- _What you are asked to do_:
What you return must be every line from the beginning of the data through the line holding "#[derive(Debug, Clone, Copy, PartialEq, Eq)]", unchanged.

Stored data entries
--------------------------------------------------

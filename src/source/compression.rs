//! Compression detection and transparent decompression.
//!
//! Compressed inputs are fully decompressed before viewing: into memory when the
//! compressed file is small, otherwise into an unnamed temp file that is then memory
//! mapped. Either way the result is served by a fixed [`MappedSource`].
//!
//! [`MappedSource`]: crate::source::MappedSource

use crate::error::{ColvError, Result};
use crate::source::mapped::MappedBytes;
use async_compression::tokio::bufread::{BzDecoder, GzipDecoder, XzDecoder, ZstdDecoder};
use memmap2::Mmap;
use std::path::Path;
use tokio::fs::File;
use tokio::io::{AsyncRead, AsyncReadExt, AsyncWriteExt, BufReader, BufWriter};

/// Compressed files below this size are decompressed into memory.
pub const MEMORY_THRESHOLD: u64 = 10 * 1024 * 1024;

/// Supported compression formats
#[derive(Debug, Clone, Copy, PartialEq, Eq)]
pub enum CompressionType {
    None,
    Gzip,
    Bzip2,
    Xz,
    Zstd,
}

impl CompressionType {
    pub fn name(&self) -> &'static str {
        match self {
            Self::None => "none",
            Self::Gzip => "gzip",
            Self::Bzip2 => "bzip2",
            Self::Xz => "xz",
            Self::Zstd => "zstd",
        }
    }

    pub fn is_compressed(&self) -> bool {
        !matches!(self, Self::None)
    }
}

/// Detect the compression of `path` from its magic bytes, falling back to the
/// file extension.
///
/// # Magic Numbers Used
/// - Gzip: `1f 8b`
/// - Bzip2: `42 5a 68` ("BZh")
/// - XZ: `fd 37 7a 58 5a 00`
/// - Zstd: `28 b5 2f fd`
pub async fn detect_compression(path: &Path) -> Result<CompressionType> {
    let mut file = File::open(path)
        .await
        .map_err(|e| ColvError::file_error(format!("Failed to open {}", path.display()), e))?;
    let mut magic = [0u8; 8];
    let read = file.read(&mut magic).await.unwrap_or(0);

    Ok(detect_by_magic(&magic[..read])
        .or_else(|| detect_by_extension(path))
        .unwrap_or(CompressionType::None))
}

fn detect_by_magic(magic: &[u8]) -> Option<CompressionType> {
    if magic.starts_with(&[0x1f, 0x8b]) {
        Some(CompressionType::Gzip)
    } else if magic.starts_with(&[0x42, 0x5a, 0x68]) {
        Some(CompressionType::Bzip2)
    } else if magic.starts_with(&[0x28, 0xb5, 0x2f, 0xfd]) {
        Some(CompressionType::Zstd)
    } else if magic.starts_with(&[0xfd, 0x37, 0x7a, 0x58, 0x5a, 0x00]) {
        Some(CompressionType::Xz)
    } else {
        None
    }
}

fn detect_by_extension(path: &Path) -> Option<CompressionType> {
    let ext = path.extension()?.to_str()?;
    match ext.to_lowercase().as_str() {
        "gz" => Some(CompressionType::Gzip),
        "bz2" => Some(CompressionType::Bzip2),
        "xz" => Some(CompressionType::Xz),
        "zst" | "zstd" => Some(CompressionType::Zstd),
        _ => None,
    }
}

/// Decompress `path` into bytes a [`MappedSource`](crate::source::MappedSource) can serve.
pub async fn decompress(path: &Path, compression: CompressionType) -> Result<MappedBytes> {
    let compressed_size = tokio::fs::metadata(path)
        .await
        .map_err(|e| ColvError::file_error("Failed to read compressed file metadata", e))?
        .len();

    if compressed_size < MEMORY_THRESHOLD {
        let data = decompress_to_memory(path, compression).await?;
        log::info!(
            "decompressed {} ({}) into memory: {} bytes",
            path.display(),
            compression.name(),
            data.len()
        );
        return Ok(MappedBytes::InMemory(data));
    }

    let spill = decompress_to_spill(path, compression).await?;
    // SAFETY: the spill file is unnamed and only written above, before mapping.
    let mmap = unsafe { Mmap::map(&spill) }.map_err(|e| {
        ColvError::memory_mapping(format!("Failed to map decompressed data: {e}"))
    })?;
    log::info!(
        "decompressed {} ({}) to temp file: {} bytes",
        path.display(),
        compression.name(),
        mmap.len()
    );
    Ok(MappedBytes::Decompressed { mmap, _spill: spill })
}

async fn decoder_for(
    path: &Path,
    compression: CompressionType,
) -> Result<Box<dyn AsyncRead + Unpin + Send>> {
    let file = File::open(path)
        .await
        .map_err(|e| ColvError::file_error("Failed to open compressed file", e))?;
    let file = BufReader::new(file);

    Ok(match compression {
        CompressionType::Gzip => Box::new(GzipDecoder::new(file)),
        CompressionType::Bzip2 => Box::new(BzDecoder::new(file)),
        CompressionType::Xz => Box::new(XzDecoder::new(file)),
        CompressionType::Zstd => Box::new(ZstdDecoder::new(file)),
        CompressionType::None => Box::new(file),
    })
}

async fn decompress_to_memory(path: &Path, compression: CompressionType) -> Result<Vec<u8>> {
    let mut decoder = decoder_for(path, compression).await?;
    let mut data = Vec::new();
    decoder
        .read_to_end(&mut data)
        .await
        .map_err(|e| ColvError::compression(format!("Failed to decompress file: {e}")))?;
    Ok(data)
}

async fn decompress_to_spill(path: &Path, compression: CompressionType) -> Result<std::fs::File> {
    let mut decoder = decoder_for(path, compression).await?;

    let spill = tempfile::tempfile().map_err(|e| ColvError::file_error("Failed to create temp file", e))?;
    let handle = spill
        .try_clone()
        .map_err(|e| ColvError::file_error("Failed to clone temp file handle", e))?;
    let mut writer = BufWriter::new(File::from_std(handle));

    tokio::io::copy(&mut decoder, &mut writer)
        .await
        .map_err(|e| ColvError::compression(format!("Failed to decompress file: {e}")))?;
    writer
        .flush()
        .await
        .map_err(|e| ColvError::file_error("Failed to flush temp file", e))?;

    Ok(spill)
}

#[cfg(test)]
mod tests {
    use super::*;
    use flate2::write::GzEncoder;
    use flate2::Compression;
    use std::io::Write;

    #[test]
    fn test_detect_magic_numbers() {
        assert_eq!(detect_by_magic(&[0x1f, 0x8b, 0x08]), Some(CompressionType::Gzip));
        assert_eq!(detect_by_magic(&[0x42, 0x5a, 0x68, 0x39]), Some(CompressionType::Bzip2));
        assert_eq!(
            detect_by_magic(&[0xfd, 0x37, 0x7a, 0x58, 0x5a, 0x00]),
            Some(CompressionType::Xz)
        );
        assert_eq!(detect_by_magic(&[0x28, 0xb5, 0x2f, 0xfd]), Some(CompressionType::Zstd));
        assert_eq!(detect_by_magic(b"plain text"), None);
        assert_eq!(detect_by_magic(&[]), None);
    }

    #[test]
    fn test_detect_by_extension() {
        assert_eq!(detect_by_extension(Path::new("a.log.gz")), Some(CompressionType::Gzip));
        assert_eq!(detect_by_extension(Path::new("a.BZ2")), Some(CompressionType::Bzip2));
        assert_eq!(detect_by_extension(Path::new("a.zstd")), Some(CompressionType::Zstd));
        assert_eq!(detect_by_extension(Path::new("a.log")), None);
        assert!(CompressionType::Xz.is_compressed());
        assert!(!CompressionType::None.is_compressed());
    }

    #[tokio::test]
    async fn test_gzip_round_trip_into_memory() {
        let temp_dir = tempfile::tempdir().unwrap();
        let path = temp_dir.path().join("events.log.gz");
        let mut encoder = GzEncoder::new(Vec::new(), Compression::default());
        encoder.write_all(b"ts level msg\n1 INFO up\n").unwrap();
        std::fs::write(&path, encoder.finish().unwrap()).unwrap();

        assert_eq!(detect_compression(&path).await.unwrap(), CompressionType::Gzip);
        let bytes = decompress(&path, CompressionType::Gzip).await.unwrap();
        assert_eq!(bytes.as_bytes(), b"ts level msg\n1 INFO up\n");
        assert_eq!(bytes.strategy_name(), "memory");
    }

    #[tokio::test]
    async fn test_corrupt_gzip_is_reported() {
        let temp_dir = tempfile::tempdir().unwrap();
        let path = temp_dir.path().join("broken.gz");
        std::fs::write(&path, [0x1f, 0x8b, 0x08, 0x00, 0x01, 0x02]).unwrap();

        let err = decompress(&path, CompressionType::Gzip).await.unwrap_err();
        assert!(matches!(err, ColvError::CompressionError { .. }));
    }

    #[tokio::test]
    async fn test_spill_decompression_maps_contents() {
        let temp_dir = tempfile::tempdir().unwrap();
        let path = temp_dir.path().join("big.gz");
        let mut encoder = GzEncoder::new(Vec::new(), Compression::fast());
        for i in 0..1000 {
            writeln!(encoder, "{i} row").unwrap();
        }
        std::fs::write(&path, encoder.finish().unwrap()).unwrap();

        let spill = decompress_to_spill(&path, CompressionType::Gzip).await.unwrap();
        let mmap = unsafe { Mmap::map(&spill).unwrap() };
        assert!(mmap.starts_with(b"0 row\n1 row\n"));
        assert!(mmap.ends_with(b"999 row\n"));
    }
}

--------------------------------------------------

- _Solution for this problem_:
filename src/source/compression.rs
//! Compression detection and transparent decompression.
//!
//! Compressed inputs are fully decompressed before viewing: into memory when the
//! compressed file is small, otherwise into an unnamed temp file that is then memory
//! mapped. Either way the result is served by a fixed [`MappedSource`].
//!
//! [`MappedSource`]: crate::source::MappedSource

use crate::error::{ColvError, Result};
use crate::source::mapped::MappedBytes;
use async_compression::tokio::bufread::{BzDecoder, GzipDecoder, XzDecoder, ZstdDecoder};
use memmap2::Mmap;
use std::path::Path;
use tokio::fs::File;
use tokio::io::{AsyncRead, AsyncReadExt, AsyncWriteExt, BufReader, BufWriter};

/// Compressed files below this size are decompressed into memory.
pub const MEMORY_THRESHOLD: u64 = 10 * 1024 * 1024;

/// Supported compression formats
#[derive(Debug, Clone, Copy, PartialEq, Eq)]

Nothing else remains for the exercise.